§ Source data
*** Block opens ***

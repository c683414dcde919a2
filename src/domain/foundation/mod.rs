//! Foundation module - Shared domain primitives.
//!
//! Contains value objects, identifiers, events, and error types
//! that form the vocabulary of the Decision Copilot domain.

mod command;
mod errors;
mod events;
mod ids;
mod timestamp;
mod version;

pub use command::CommandMetadata;
pub use errors::{DomainError, ErrorCode, ValidationError};
pub use events::{
    domain_event, DomainEvent, EventEnvelope, EventId, EventMetadata, SerializableDomainEvent,
};
pub use ids::{DecisionId, OrganisationId, ProjectId, StakeholderId, TeamId};
pub use timestamp::Timestamp;
pub use version::Version;
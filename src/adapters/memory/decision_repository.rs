//! In-memory implementation of DecisionRepository.
//!
//! Backs tests and the `memory` store backend. All state sits behind one
//! `RwLock`, so a batch is checked and applied under a single write guard.
//! Replacements are accepted only while the stored version matches.

use std::collections::{BTreeMap, HashMap};

use async_trait::async_trait;
use tokio::sync::RwLock;

use crate::adapters::ChangeBroadcaster;
use crate::domain::decision::Decision;
use crate::domain::foundation::{DecisionId, DomainError, ErrorCode, OrganisationId};
use crate::ports::{DecisionChange, DecisionRepository, DecisionSubscription};

type Store = HashMap<OrganisationId, BTreeMap<DecisionId, Decision>>;

pub struct InMemoryDecisionRepository {
    decisions: RwLock<Store>,
    changes: ChangeBroadcaster,
}

impl InMemoryDecisionRepository {
    pub fn new(changes: ChangeBroadcaster) -> Self {
        Self {
            decisions: RwLock::new(HashMap::new()),
            changes,
        }
    }

    /// Number of stored decisions across all organisations.
    pub async fn len(&self) -> usize {
        self.decisions.read().await.values().map(BTreeMap::len).sum()
    }

    pub async fn is_empty(&self) -> bool {
        self.len().await == 0
    }
}

impl Default for InMemoryDecisionRepository {
    fn default() -> Self {
        Self::new(ChangeBroadcaster::new(256))
    }
}

fn not_found(id: &DecisionId) -> DomainError {
    DomainError::new(ErrorCode::DecisionNotFound, format!("Decision not found: {}", id))
}

fn exists(store: &Store, decision: &Decision) -> bool {
    stored(store, decision).is_some()
}

fn stored<'a>(store: &'a Store, decision: &Decision) -> Option<&'a Decision> {
    store
        .get(decision.organisation_id())
        .and_then(|org| org.get(decision.id()))
}

/// Fails unless `decision` was loaded at the currently stored version.
fn check_replaceable(store: &Store, decision: &Decision) -> Result<(), DomainError> {
    let current = stored(store, decision).ok_or_else(|| not_found(decision.id()))?;
    if current.version() != decision.version() {
        return Err(DomainError::version_conflict(
            "Decision",
            decision.id(),
            decision.version(),
            current.version(),
        ));
    }
    Ok(())
}

#[async_trait]
impl DecisionRepository for InMemoryDecisionRepository {
    async fn find_all(
        &self,
        organisation_id: &OrganisationId,
    ) -> Result<Vec<Decision>, DomainError> {
        let store = self.decisions.read().await;
        Ok(store
            .get(organisation_id)
            .map(|org| org.values().cloned().collect())
            .unwrap_or_default())
    }

    async fn find_by_id(
        &self,
        organisation_id: &OrganisationId,
        id: &DecisionId,
    ) -> Result<Option<Decision>, DomainError> {
        let store = self.decisions.read().await;
        Ok(store.get(organisation_id).and_then(|org| org.get(id)).cloned())
    }

    async fn create(&self, decision: &Decision) -> Result<(), DomainError> {
        let mut store = self.decisions.write().await;
        if exists(&store, decision) {
            return Err(DomainError::new(
                ErrorCode::AlreadyExists,
                format!("Decision already exists: {}", decision.id()),
            ));
        }
        store
            .entry(decision.organisation_id().clone())
            .or_default()
            .insert(decision.id().clone(), decision.clone());
        self.changes
            .notify([DecisionChange::Upserted(decision.clone())]);
        Ok(())
    }

    async fn update(&self, decision: &Decision) -> Result<(), DomainError> {
        let mut store = self.decisions.write().await;
        check_replaceable(&store, decision)?;

        let next = decision.next_version();
        store
            .entry(decision.organisation_id().clone())
            .or_default()
            .insert(next.id().clone(), next.clone());
        self.changes.notify([DecisionChange::Upserted(next)]);
        Ok(())
    }

    async fn delete(
        &self,
        organisation_id: &OrganisationId,
        id: &DecisionId,
    ) -> Result<(), DomainError> {
        let mut store = self.decisions.write().await;
        store
            .get_mut(organisation_id)
            .and_then(|org| org.remove(id))
            .ok_or_else(|| not_found(id))?;
        self.changes.notify([DecisionChange::Deleted {
            organisation_id: organisation_id.clone(),
            decision_id: id.clone(),
        }]);
        Ok(())
    }

    async fn apply_batch(
        &self,
        organisation_id: &OrganisationId,
        decisions: &[Decision],
    ) -> Result<(), DomainError> {
        let mut store = self.decisions.write().await;

        for decision in decisions {
            if decision.organisation_id() != organisation_id {
                return Err(DomainError::validation(
                    "organisation_id",
                    format!(
                        "Decision {} does not belong to organisation {}",
                        decision.id(),
                        organisation_id
                    ),
                ));
            }
            check_replaceable(&store, decision)?;
        }

        let committed: Vec<Decision> = decisions.iter().map(Decision::next_version).collect();
        let org = store.entry(organisation_id.clone()).or_default();
        for decision in &committed {
            org.insert(decision.id().clone(), decision.clone());
        }
        self.changes
            .notify(committed.into_iter().map(DecisionChange::Upserted));
        Ok(())
    }

    fn subscribe_all(&self, organisation_id: &OrganisationId) -> DecisionSubscription {
        self.changes.subscribe(organisation_id, None)
    }

    fn subscribe(&self, organisation_id: &OrganisationId, id: &DecisionId) -> DecisionSubscription {
        self.changes.subscribe(organisation_id, Some(id))
    }
}

#[cfg(test)]
mod tests {
    use super::*;
    use crate::domain::decision::DecisionUpdate;
    use crate::domain::foundation::StakeholderId;

    fn org() -> OrganisationId {
        OrganisationId::new("org-1").unwrap()
    }

    fn decision_in(org: OrganisationId) -> Decision {
        Decision::create_empty(org, StakeholderId::new("d1").unwrap(), DecisionUpdate::new())
            .unwrap()
    }

    #[tokio::test]
    async fn create_then_find() {
        let repo = InMemoryDecisionRepository::default();
        let decision = decision_in(org());
        repo.create(&decision).await.unwrap();

        assert_eq!(
            repo.find_by_id(&org(), decision.id()).await.unwrap(),
            Some(decision.clone())
        );
        assert_eq!(repo.find_all(&org()).await.unwrap(), vec![decision]);
    }

    #[tokio::test]
    async fn find_is_scoped_by_organisation() {
        let repo = InMemoryDecisionRepository::default();
        let decision = decision_in(org());
        repo.create(&decision).await.unwrap();

        let other = OrganisationId::new("org-2").unwrap();
        assert!(repo.find_by_id(&other, decision.id()).await.unwrap().is_none());
        assert!(repo.find_all(&other).await.unwrap().is_empty());
    }

    #[tokio::test]
    async fn create_rejects_existing_id() {
        let repo = InMemoryDecisionRepository::default();
        let decision = decision_in(org());
        repo.create(&decision).await.unwrap();
        let err = repo.create(&decision).await.unwrap_err();
        assert_eq!(err.code, ErrorCode::AlreadyExists);
    }

    #[tokio::test]
    async fn update_and_delete_require_existing_decision() {
        let repo = InMemoryDecisionRepository::default();
        let decision = decision_in(org());
        assert_eq!(
            repo.update(&decision).await.unwrap_err().code,
            ErrorCode::DecisionNotFound
        );
        assert_eq!(
            repo.delete(&org(), decision.id()).await.unwrap_err().code,
            ErrorCode::DecisionNotFound
        );

        repo.create(&decision).await.unwrap();
        repo.delete(&org(), decision.id()).await.unwrap();
        assert!(repo.is_empty().await);
    }

    #[tokio::test]
    async fn apply_batch_is_all_or_nothing() {
        let repo = InMemoryDecisionRepository::default();
        let stored = decision_in(org());
        repo.create(&stored).await.unwrap();

        let changed = stored.with(DecisionUpdate::new().title("Changed")).unwrap();
        let missing = decision_in(org());
        let err = repo
            .apply_batch(&org(), &[changed.clone(), missing])
            .await
            .unwrap_err();
        assert_eq!(err.code, ErrorCode::DecisionNotFound);
        assert_eq!(
            repo.find_by_id(&org(), stored.id()).await.unwrap(),
            Some(stored)
        );

        repo.apply_batch(&org(), &[changed.clone()]).await.unwrap();
        assert_eq!(
            repo.find_by_id(&org(), changed.id()).await.unwrap(),
            Some(changed.next_version())
        );
    }

    #[tokio::test]
    async fn stale_update_cannot_unpublish() {
        let repo = InMemoryDecisionRepository::default();
        let stale = decision_in(org())
            .with(DecisionUpdate::new().decision("Option A"))
            .unwrap();
        repo.create(&stale).await.unwrap();

        repo.update(&stale.publish().unwrap()).await.unwrap();

        let err = repo
            .update(&stale.with(DecisionUpdate::new().title("late edit")).unwrap())
            .await
            .unwrap_err();
        assert_eq!(err.code, ErrorCode::VersionConflict);

        let stored = repo.find_by_id(&org(), stale.id()).await.unwrap().unwrap();
        assert!(stored.is_published());
        assert_eq!(stored.version().as_u32(), 2);
    }

    #[tokio::test]
    async fn stale_batch_writes_nothing() {
        let repo = InMemoryDecisionRepository::default();
        let a = decision_in(org());
        let b = decision_in(org());
        repo.create(&a).await.unwrap();
        repo.create(&b).await.unwrap();

        repo.update(&b.with(DecisionUpdate::new().title("moved on")).unwrap())
            .await
            .unwrap();

        let a2 = a.with(DecisionUpdate::new().title("A2")).unwrap();
        let b2 = b.with(DecisionUpdate::new().title("B2")).unwrap();
        let err = repo.apply_batch(&org(), &[a2, b2]).await.unwrap_err();
        assert_eq!(err.code, ErrorCode::VersionConflict);

        assert_eq!(repo.find_by_id(&org(), a.id()).await.unwrap(), Some(a));
        let b_stored = repo.find_by_id(&org(), b.id()).await.unwrap().unwrap();
        assert_eq!(b_stored.title(), "moved on");
    }

    #[tokio::test]
    async fn apply_batch_rejects_foreign_decisions() {
        let repo = InMemoryDecisionRepository::default();
        let foreign = decision_in(OrganisationId::new("org-2").unwrap());
        repo.create(&foreign).await.unwrap();
        let err = repo.apply_batch(&org(), &[foreign]).await.unwrap_err();
        assert_eq!(err.code, ErrorCode::ValidationFailed);
    }

    #[tokio::test]
    async fn subscribers_see_committed_changes() {
        let repo = InMemoryDecisionRepository::default();
        let decision = decision_in(org());
        let mut all = repo.subscribe_all(&org());
        let mut one = repo.subscribe(&org(), decision.id());

        repo.create(&decision_in(OrganisationId::new("org-2").unwrap()))
            .await
            .unwrap();
        repo.create(&decision).await.unwrap();
        repo.delete(&org(), decision.id()).await.unwrap();

        assert_eq!(
            all.next().await,
            Some(DecisionChange::Upserted(decision.clone()))
        );
        assert_eq!(
            one.next().await,
            Some(DecisionChange::Upserted(decision.clone()))
        );
        assert!(matches!(one.next().await, Some(DecisionChange::Deleted { .. })));
    }
}
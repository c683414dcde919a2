//! ListRelationshipsHandler - Query handler for an organisation's edges.

use std::sync::Arc;

use crate::domain::foundation::{DomainError, OrganisationId, ProjectId, TeamId};
use crate::domain::relationship::{DecisionRelationship, RelationshipError, RelationshipGraph};
use crate::ports::DecisionRepository;

/// Which edges to return.
#[derive(Debug, Clone, PartialEq, Eq, Default)]
pub enum RelationshipFilter {
    #[default]
    All,
    /// Edges with an endpoint in the team.
    Team(TeamId),
    /// Edges with an endpoint in the project.
    Project(ProjectId),
}

#[derive(Debug, Clone)]
pub struct ListRelationshipsQuery {
    pub organisation_id: OrganisationId,
    pub filter: RelationshipFilter,
}

#[derive(Debug, Clone)]
pub enum ListRelationshipsError {
    Relationship(RelationshipError),
    Domain(DomainError),
}

impl std::fmt::Display for ListRelationshipsError {
    fn fmt(&self, f: &mut std::fmt::Formatter<'_>) -> std::fmt::Result {
        match self {
            ListRelationshipsError::Relationship(err) => write!(f, "{}", err),
            ListRelationshipsError::Domain(err) => write!(f, "{}", err),
        }
    }
}

impl std::error::Error for ListRelationshipsError {}

impl From<RelationshipError> for ListRelationshipsError {
    fn from(err: RelationshipError) -> Self {
        ListRelationshipsError::Relationship(err)
    }
}

impl From<DomainError> for ListRelationshipsError {
    fn from(err: DomainError) -> Self {
        ListRelationshipsError::Domain(err)
    }
}

/// Returns each edge once, in forward orientation.
pub struct ListRelationshipsHandler {
    decision_repository: Arc<dyn DecisionRepository>,
}

impl ListRelationshipsHandler {
    pub fn new(decision_repository: Arc<dyn DecisionRepository>) -> Self {
        Self {
            decision_repository,
        }
    }

    pub async fn handle(
        &self,
        query: ListRelationshipsQuery,
    ) -> Result<Vec<DecisionRelationship>, ListRelationshipsError> {
        let decisions = self
            .decision_repository
            .find_all(&query.organisation_id)
            .await?;
        let graph = RelationshipGraph::new(query.organisation_id, decisions)?;

        let edges = match &query.filter {
            RelationshipFilter::All => graph.relationships(),
            RelationshipFilter::Team(team_id) => graph.relationships_for_team(team_id),
            RelationshipFilter::Project(project_id) => graph.relationships_for_project(project_id),
        };
        tracing::debug!(
            organisation_id = %graph.organisation_id(),
            filter = ?query.filter,
            edges = edges.len(),
            "Listed relationships"
        );
        Ok(edges)
    }
}

#[cfg(test)]
mod tests {
    use super::*;
    use crate::application::handlers::test_support::*;
    use crate::domain::decision::{Decision, DecisionUpdate};
    use crate::domain::relationship::RelationshipType;
    use std::collections::BTreeSet;

    fn in_team(title: &str, team: &str) -> Decision {
        Decision::create_empty(
            org(),
            driver(),
            DecisionUpdate::new()
                .title(title)
                .team_ids(BTreeSet::from([TeamId::new(team).unwrap()])),
        )
        .unwrap()
    }

    #[tokio::test]
    async fn lists_each_edge_once_and_filters_by_team() {
        let (a, b) = blocking_pair(&in_team("A", "eng"), &in_team("B", "eng"));
        let (c, d) = blocking_pair(&in_team("C", "ops"), &in_team("D", "ops"));
        let repo = Arc::new(MockDecisionRepository::with_decisions(vec![a.clone(), b, c, d]));
        let handler = ListRelationshipsHandler::new(repo);

        let all = handler
            .handle(ListRelationshipsQuery {
                organisation_id: org(),
                filter: RelationshipFilter::All,
            })
            .await
            .unwrap();
        assert_eq!(all.len(), 2);
        assert!(all
            .iter()
            .all(|r| r.relationship_type() == RelationshipType::Blocks));

        let eng = handler
            .handle(ListRelationshipsQuery {
                organisation_id: org(),
                filter: RelationshipFilter::Team(TeamId::new("eng").unwrap()),
            })
            .await
            .unwrap();
        assert_eq!(eng.len(), 1);
        assert_eq!(eng[0].from_decision_id(), a.id());
    }

    #[tokio::test]
    async fn unknown_project_has_no_edges() {
        let (a, b) = blocking_pair(&draft("A"), &draft("B"));
        let handler =
            ListRelationshipsHandler::new(Arc::new(MockDecisionRepository::with_decisions(vec![a, b])));

        let edges = handler
            .handle(ListRelationshipsQuery {
                organisation_id: org(),
                filter: RelationshipFilter::Project(ProjectId::new("p-1").unwrap()),
            })
            .await
            .unwrap();
        assert!(edges.is_empty());
    }
}
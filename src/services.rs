//! Composition root: adapters chosen by configuration, handlers built on
//! demand.

use std::sync::Arc;

use crate::adapters::postgres::{self, PostgresDecisionRepository, PostgresTeamHierarchyRepository};
use crate::adapters::{
    ChangeBroadcaster, InMemoryDecisionRepository, InMemoryEventBus,
    InMemoryTeamHierarchyRepository,
};
use crate::application::handlers::decision::{
    AddRelationshipHandler, CreateDecisionHandler, ListRelationshipsHandler,
    PublishDecisionHandler, RemoveRelationshipHandler, UpdateDecisionHandler,
};
use crate::application::handlers::team::ChangeTeamHierarchyHandler;
use crate::config::{AppConfig, StoreBackend, ValidationError};
use crate::domain::foundation::{DomainError, ErrorCode};
use crate::ports::{DecisionRepository, EventPublisher, TeamHierarchyRepository};

/// Shared ports plus a factory method per handler.
#[derive(Clone)]
pub struct Services {
    pub decision_repository: Arc<dyn DecisionRepository>,
    pub team_hierarchy_repository: Arc<dyn TeamHierarchyRepository>,
    /// Concrete so callers can register event handlers on it.
    pub event_bus: Arc<InMemoryEventBus>,
}

impl Services {
    /// Wires the configured store backend.
    ///
    /// # Errors
    ///
    /// - `ValidationFailed` if the configuration is invalid
    /// - `DatabaseError` if the PostgreSQL pool cannot be opened or migrated
    pub async fn from_config(config: &AppConfig) -> Result<Self, DomainError> {
        config.validate().map_err(invalid_config)?;
        let changes = ChangeBroadcaster::new(config.store.notification_capacity);

        match (config.store.backend, &config.database) {
            (StoreBackend::Memory, _) => {
                tracing::info!(
                    capacity = config.store.notification_capacity,
                    "Using in-memory store"
                );
                Ok(Self::in_memory_with(changes))
            }
            (StoreBackend::Postgres, Some(database)) => {
                tracing::info!(url = %database.redacted_url(), "Using PostgreSQL store");
                let pool = postgres::connect(database).await?;
                Ok(Self {
                    decision_repository: Arc::new(PostgresDecisionRepository::new(
                        pool.clone(),
                        changes,
                    )),
                    team_hierarchy_repository: Arc::new(PostgresTeamHierarchyRepository::new(
                        pool,
                    )),
                    event_bus: Arc::new(InMemoryEventBus::new()),
                })
            }
            (StoreBackend::Postgres, None) => Err(invalid_config(
                ValidationError::MissingRequired("DATABASE__URL"),
            )),
        }
    }

    /// In-memory store with the given notification capacity.
    pub fn in_memory(notification_capacity: usize) -> Self {
        Self::in_memory_with(ChangeBroadcaster::new(notification_capacity))
    }

    fn in_memory_with(changes: ChangeBroadcaster) -> Self {
        Self {
            decision_repository: Arc::new(InMemoryDecisionRepository::new(changes)),
            team_hierarchy_repository: Arc::new(InMemoryTeamHierarchyRepository::new()),
            event_bus: Arc::new(InMemoryEventBus::new()),
        }
    }

    pub fn event_publisher(&self) -> Arc<dyn EventPublisher> {
        self.event_bus.clone()
    }

    pub fn create_decision_handler(&self) -> CreateDecisionHandler {
        CreateDecisionHandler::new(self.decision_repository.clone(), self.event_publisher())
    }

    pub fn update_decision_handler(&self) -> UpdateDecisionHandler {
        UpdateDecisionHandler::new(self.decision_repository.clone(), self.event_publisher())
    }

    pub fn publish_decision_handler(&self) -> PublishDecisionHandler {
        PublishDecisionHandler::new(self.decision_repository.clone(), self.event_publisher())
    }

    pub fn add_relationship_handler(&self) -> AddRelationshipHandler {
        AddRelationshipHandler::new(self.decision_repository.clone(), self.event_publisher())
    }

    pub fn remove_relationship_handler(&self) -> RemoveRelationshipHandler {
        RemoveRelationshipHandler::new(self.decision_repository.clone(), self.event_publisher())
    }

    pub fn list_relationships_handler(&self) -> ListRelationshipsHandler {
        ListRelationshipsHandler::new(self.decision_repository.clone())
    }

    pub fn change_team_hierarchy_handler(&self) -> ChangeTeamHierarchyHandler {
        ChangeTeamHierarchyHandler::new(
            self.team_hierarchy_repository.clone(),
            self.event_publisher(),
        )
    }
}

fn invalid_config(err: ValidationError) -> DomainError {
    DomainError::new(ErrorCode::ValidationFailed, err.to_string())
}
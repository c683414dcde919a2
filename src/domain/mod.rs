//! Domain layer containing business logic and domain types.
//!
//! # Module Organization
//!
//! - `foundation` - Shared domain primitives (value objects, IDs, errors, events)
//! - `decision` - Decision aggregate, workflow steps and stakeholder roles
//! - `relationship` - Blocking and supersession edges between decisions
//! - `team` - Team hierarchy tree per organisation

pub mod decision;
pub mod foundation;
pub mod relationship;
pub mod team;
//! Value objects describing a decision.

use serde::{Deserialize, Serialize};
use std::fmt;

use crate::domain::foundation::{StakeholderId, ValidationError};

/// Rough cost of getting the decision wrong.
#[derive(Debug, Clone, Copy, PartialEq, Eq, Hash, Serialize, Deserialize, Default)]
#[serde(rename_all = "snake_case")]
pub enum Cost {
    #[default]
    Low,
    Medium,
    High,
}

/// How hard a decision is to undo.
///
/// A hat is easily swapped, a haircut grows back, a tattoo is permanent.
#[derive(Debug, Clone, Copy, PartialEq, Eq, Hash, Serialize, Deserialize, Default)]
#[serde(rename_all = "snake_case")]
pub enum Reversibility {
    #[default]
    Hat,
    Haircut,
    Tattoo,
}

/// Involvement level of a stakeholder.
#[derive(Debug, Clone, Copy, PartialEq, Eq, Hash, Serialize, Deserialize, Default)]
#[serde(rename_all = "snake_case")]
pub enum StakeholderRole {
    Decider,
    Consulted,
    #[default]
    Informed,
}

impl fmt::Display for StakeholderRole {
    fn fmt(&self, f: &mut fmt::Formatter<'_>) -> fmt::Result {
        let s = match self {
            StakeholderRole::Decider => "decider",
            StakeholderRole::Consulted => "consulted",
            StakeholderRole::Informed => "informed",
        };
        write!(f, "{}", s)
    }
}

/// How the decision gets made.
#[derive(Debug, Clone, Copy, PartialEq, Eq, Hash, Serialize, Deserialize)]
#[serde(rename_all = "snake_case")]
pub enum DecisionMethod {
    AccountableIndividual,
    Consent,
}

/// A stakeholder taking part in a decision, with their role.
#[derive(Debug, Clone, PartialEq, Eq, Hash, Serialize, Deserialize)]
pub struct DecisionStakeholder {
    pub stakeholder_id: StakeholderId,
    pub role: StakeholderRole,
}

impl DecisionStakeholder {
    pub fn new(stakeholder_id: StakeholderId, role: StakeholderRole) -> Self {
        Self {
            stakeholder_id,
            role,
        }
    }
}

/// A document or link backing the decision.
#[derive(Debug, Clone, PartialEq, Eq, Hash, Serialize, Deserialize)]
pub struct SupportingMaterial {
    title: String,
    url: String,
    mime_type: String,
}

impl SupportingMaterial {
    /// Creates a supporting material entry; title and url are required.
    pub fn new(
        title: impl Into<String>,
        url: impl Into<String>,
        mime_type: impl Into<String>,
    ) -> Result<Self, ValidationError> {
        let title = title.into();
        let url = url.into();
        if title.trim().is_empty() {
            return Err(ValidationError::empty_field("supporting_material.title"));
        }
        if url.trim().is_empty() {
            return Err(ValidationError::empty_field("supporting_material.url"));
        }
        Ok(Self {
            title,
            url,
            mime_type: mime_type.into(),
        })
    }

    pub fn title(&self) -> &str {
        &self.title
    }

    pub fn url(&self) -> &str {
        &self.url
    }

    pub fn mime_type(&self) -> &str {
        &self.mime_type
    }
}

#[cfg(test)]
mod tests {
    use super::*;

    #[test]
    fn defaults_match_new_decision_defaults() {
        assert_eq!(Cost::default(), Cost::Low);
        assert_eq!(Reversibility::default(), Reversibility::Hat);
        assert_eq!(StakeholderRole::default(), StakeholderRole::Informed);
    }

    #[test]
    fn enums_serialize_to_snake_case() {
        assert_eq!(
            serde_json::to_string(&DecisionMethod::AccountableIndividual).unwrap(),
            "\"accountable_individual\""
        );
        assert_eq!(serde_json::to_string(&Reversibility::Tattoo).unwrap(), "\"tattoo\"");
        let role: StakeholderRole = serde_json::from_str("\"consulted\"").unwrap();
        assert_eq!(role, StakeholderRole::Consulted);
    }

    #[test]
    fn supporting_material_requires_title_and_url() {
        assert!(SupportingMaterial::new("", "https://x", "text/html").is_err());
        assert!(SupportingMaterial::new("Spec", " ", "text/html").is_err());

        let material = SupportingMaterial::new("Spec", "https://docs/spec", "text/html").unwrap();
        assert_eq!(material.title(), "Spec");
        assert_eq!(material.url(), "https://docs/spec");
        assert_eq!(material.mime_type(), "text/html");
    }
}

*** Block closes ***

Copy out each line of the records above that includes "RelationshipType".

    use crate::domain::relationship::RelationshipType;
            .all(|r| r.relationship_type() == RelationshipType::Blocks));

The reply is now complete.